Gaping Panellus (Panellus ringens)
Index Fungorum Panellus ringens (Fr.) Romagn.
MycoBank Panellus ringens (Fr.) Romagn.
Gaping Panellus, open Panus.
ringens, a, um — gaping-mouthed, baring teeth; yawning. Pres. act. participle of ringor, rictus sum, ringi — to gape, to bare teeth.
Panus ringens (Fr.) Fr., Hymenomycetes europaei: 490 (1874)
Lentinus ringens (Fr.) Fr., Synopsis generis Lentinorum: 14 (1836)
Pocillaria ringens (Fr.) Kuntze, Revisio generum plantarum 3 (3): 506 (1898)
The English common name for this mushroom is "winter oysterling."
0.5–2 cm, initially bell-shaped to nest-like with an incurved margin, then laterally attached, with a short stipe attached to the top of the cap, with a thin radially striate, sometimes wrinkled margin; thin-fleshed, almost translucent, matte, with a whitish bloom or finely hairy, white-pubescent at the base (a characteristic feature); initially pinkish-gray with a violet tint, white-pink-lilac, darker toward the margin, yellowish or whitish at the base, later reddish-brown, red-brown with a lighter margin; in dry weather — pale, in moist conditions — lilac-brown.
Gills radiating from the point of attachment of the basidiome, narrow, sometimes forked without anastomoses, well separated from each other, ranging from grayish-pink to wine-brown and reddish-brown.
Short, 0.2–0.4 cm long and about 0.3 cm in diameter, lateral, attached to the top of the cap (a characteristic feature), yellowish, grayish, with white pubescence.
Thin, dense, gray-lilac; taste indistinct.
Weak, indistinct.
Spore print: white. Spores cylindrical, narrowly cylindrical, allantoid, smooth, colorless.

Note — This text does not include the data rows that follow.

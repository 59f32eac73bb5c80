//! Per-request identity resolution.
//!
//! Turns the credentials a request presents (bearer access credential, refresh
//! cookie, guest cookie) into the single [`Identity`] the request acts as.
//!
//! | Presented                          | State           | Outcome                     |
//! |------------------------------------|-----------------|-----------------------------|
//! | no bearer                          | Unauthenticated | guest (cookie or minted)    |
//! | bearer verifies                    | ValidAccess     | claims identity             |
//! | bearer expired, refresh rotates    | ExpiredAccess   | claims identity + new pair  |
//! | anything else                      | Rejected        | generic 401                 |

use chrono::{DateTime, Utc};
use std::sync::Arc;

use crate::application::services::credential_signer::{CredentialError, CredentialSigner};
use crate::application::services::token_service::TokenService;
use crate::domain::entities::{Identity, RefreshCredential};
use crate::domain::repositories::TokenStore;
use crate::error::AppError;

/// Authentication state of a single request.
#[derive(Debug, Clone, Copy, PartialEq, Eq)]
pub enum AuthState {
    Unauthenticated,
    ValidAccess,
    ExpiredAccess,
    Rejected,
}

/// Raw credentials read from a request.
#[derive(Debug, Clone, Copy, Default)]
pub struct RequestCredentials<'a> {
    pub bearer: Option<&'a str>,
    pub refresh: Option<&'a str>,
    pub guest: Option<&'a str>,
}

/// Result of resolving a request's credentials.
#[derive(Debug, Clone, PartialEq)]
pub enum Resolution {
    /// No bearer credential. `minted` is set when the guest cookie was absent
    /// or unusable and a new guest identity must be persisted.
    Guest { identity: Identity, minted: bool },

    /// A user (or guest holding an access credential) acting under `access`.
    /// `rotated` carries the replacement refresh credential after rotation.
    Authenticated {
        identity: Identity,
        access: String,
        rotated: Option<RefreshCredential>,
    },

    /// Credentials were presented and refused. `clear_refresh` is set when the
    /// refresh credential was found to be stale or replayed.
    Rejected { clear_refresh: bool },
}

impl Resolution {
    pub fn state(&self) -> AuthState {
        match self {
            Resolution::Guest { .. } => AuthState::Unauthenticated,
            Resolution::Authenticated { rotated: None, .. } => AuthState::ValidAccess,
            Resolution::Authenticated { rotated: Some(_), .. } => AuthState::ExpiredAccess,
            Resolution::Rejected { .. } => AuthState::Rejected,
        }
    }

    pub fn identity(&self) -> Option<&Identity> {
        match self {
            Resolution::Guest { identity, .. } | Resolution::Authenticated { identity, .. } => {
                Some(identity)
            }
            Resolution::Rejected { .. } => None,
        }
    }
}

/// A freshly established access/refresh pair.
#[derive(Debug, Clone)]
pub struct Session {
    pub identity: Identity,
    pub access: String,
    pub refresh: RefreshCredential,
}

pub struct IdentityResolver<T: TokenStore + ?Sized> {
    signer: Arc<CredentialSigner>,
    tokens: Arc<TokenService<T>>,
}

impl<T: TokenStore + ?Sized> IdentityResolver<T> {
    pub fn new(signer: Arc<CredentialSigner>, tokens: Arc<TokenService<T>>) -> Self {
        Self { signer, tokens }
    }

    pub async fn resolve(&self, credentials: RequestCredentials<'_>) -> Resolution {
        self.resolve_at(credentials, Utc::now()).await
    }

    /// Resolves `credentials` using `now` for access credential expiry.
    pub async fn resolve_at(
        &self,
        credentials: RequestCredentials<'_>,
        now: DateTime<Utc>,
    ) -> Resolution {
        let Some(bearer) = credentials.bearer else {
            return Self::resolve_guest(credentials.guest);
        };

        match self.signer.verify_at(bearer, now) {
            Ok(claims) => match claims.identity() {
                Ok(identity) => {
                    tracing::debug!(identity = %identity, "Access credential accepted");
                    Resolution::Authenticated {
                        identity,
                        access: bearer.to_string(),
                        rotated: None,
                    }
                }
                Err(_) => Resolution::Rejected {
                    clear_refresh: false,
                },
            },
            Err(CredentialError::Expired(claims)) => match claims.identity() {
                Ok(identity) => self.rotate(identity, credentials.refresh).await,
                Err(_) => Resolution::Rejected {
                    clear_refresh: false,
                },
            },
            Err(e) => {
                tracing::info!(error = %e, "Access credential rejected");
                Resolution::Rejected {
                    clear_refresh: false,
                }
            }
        }
    }

    /// Guest identity from the cookie value, or a freshly minted one.
    pub fn resolve_guest(cookie: Option<&str>) -> Resolution {
        match cookie.and_then(Identity::guest_from_cookie) {
            Some(identity) => Resolution::Guest {
                identity,
                minted: false,
            },
            None => {
                let identity = Identity::new_guest();
                tracing::debug!(identity = %identity, "Minted guest identity");
                Resolution::Guest {
                    identity,
                    minted: true,
                }
            }
        }
    }

    async fn rotate(&self, owner: Identity, presented: Option<&str>) -> Resolution {
        let Some(presented) = presented else {
            tracing::info!(owner = %owner, "Expired access credential without refresh credential");
            metrics::counter!("tinylink_token_rotations_total", "outcome" => "missing").increment(1);
            return Resolution::Rejected {
                clear_refresh: false,
            };
        };

        match self.tokens.rotate(&owner, presented).await {
            Ok(refresh) => match self.signer.issue(&owner) {
                Ok(access) => {
                    tracing::debug!(owner = %owner, "Rotated credentials");
                    metrics::counter!("tinylink_token_rotations_total", "outcome" => "rotated")
                        .increment(1);
                    Resolution::Authenticated {
                        identity: owner,
                        access,
                        rotated: Some(refresh),
                    }
                }
                Err(e) => {
                    tracing::error!(owner = %owner, error = %e, "Failed to sign access credential");
                    metrics::counter!("tinylink_token_rotations_total", "outcome" => "error")
                        .increment(1);
                    Resolution::Rejected {
                        clear_refresh: false,
                    }
                }
            },
            Err(AppError::TokenNotValid { .. }) => {
                tracing::info!(owner = %owner, "Refresh credential mismatch, revoking");
                metrics::counter!("tinylink_token_rotations_total", "outcome" => "mismatch")
                    .increment(1);
                if let Err(e) = self.tokens.revoke(&owner).await {
                    tracing::warn!(owner = %owner, error = %e, "Failed to revoke refresh state");
                }
                Resolution::Rejected {
                    clear_refresh: true,
                }
            }
            Err(e) => {
                tracing::warn!(owner = %owner, error = %e, "Refresh rotation failed");
                metrics::counter!("tinylink_token_rotations_total", "outcome" => "error")
                    .increment(1);
                Resolution::Rejected {
                    clear_refresh: false,
                }
            }
        }
    }

    /// Issues an access/refresh pair for `identity`. Called by the login glue
    /// once an external identity provider has vouched for the user.
    pub async fn establish_session(&self, identity: Identity) -> Result<Session, AppError> {
        let refresh = self.tokens.issue(&identity).await?;
        let access = self.signer.issue(&identity).map_err(|e| {
            AppError::internal(
                "Failed to sign access credential",
                serde_json::json!({ "reason": e.to_string() }),
            )
        })?;

        Ok(Session {
            identity,
            access,
            refresh,
        })
    }

    /// Revokes the identity's refresh state.
    pub async fn logout(&self, identity: &Identity) -> Result<(), AppError> {
        self.tokens.revoke(identity).await
    }
}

Grows singly or in small clusters on decaying hardwood. Prefers Populus, Betula, common bird cherry (Prunus padus), as well as Salix and alder as substrates. A rare species. Requires high humidity. Fairly widespread in the Northern Hemisphere.
Similar to the late-autumn Panellus violaceofulvus, which grows on coniferous wood.
A species considered rare everywhere, but as it seems to us, the matter is entirely due to its small size, substrate specialization, and the timing of fruiting body formation.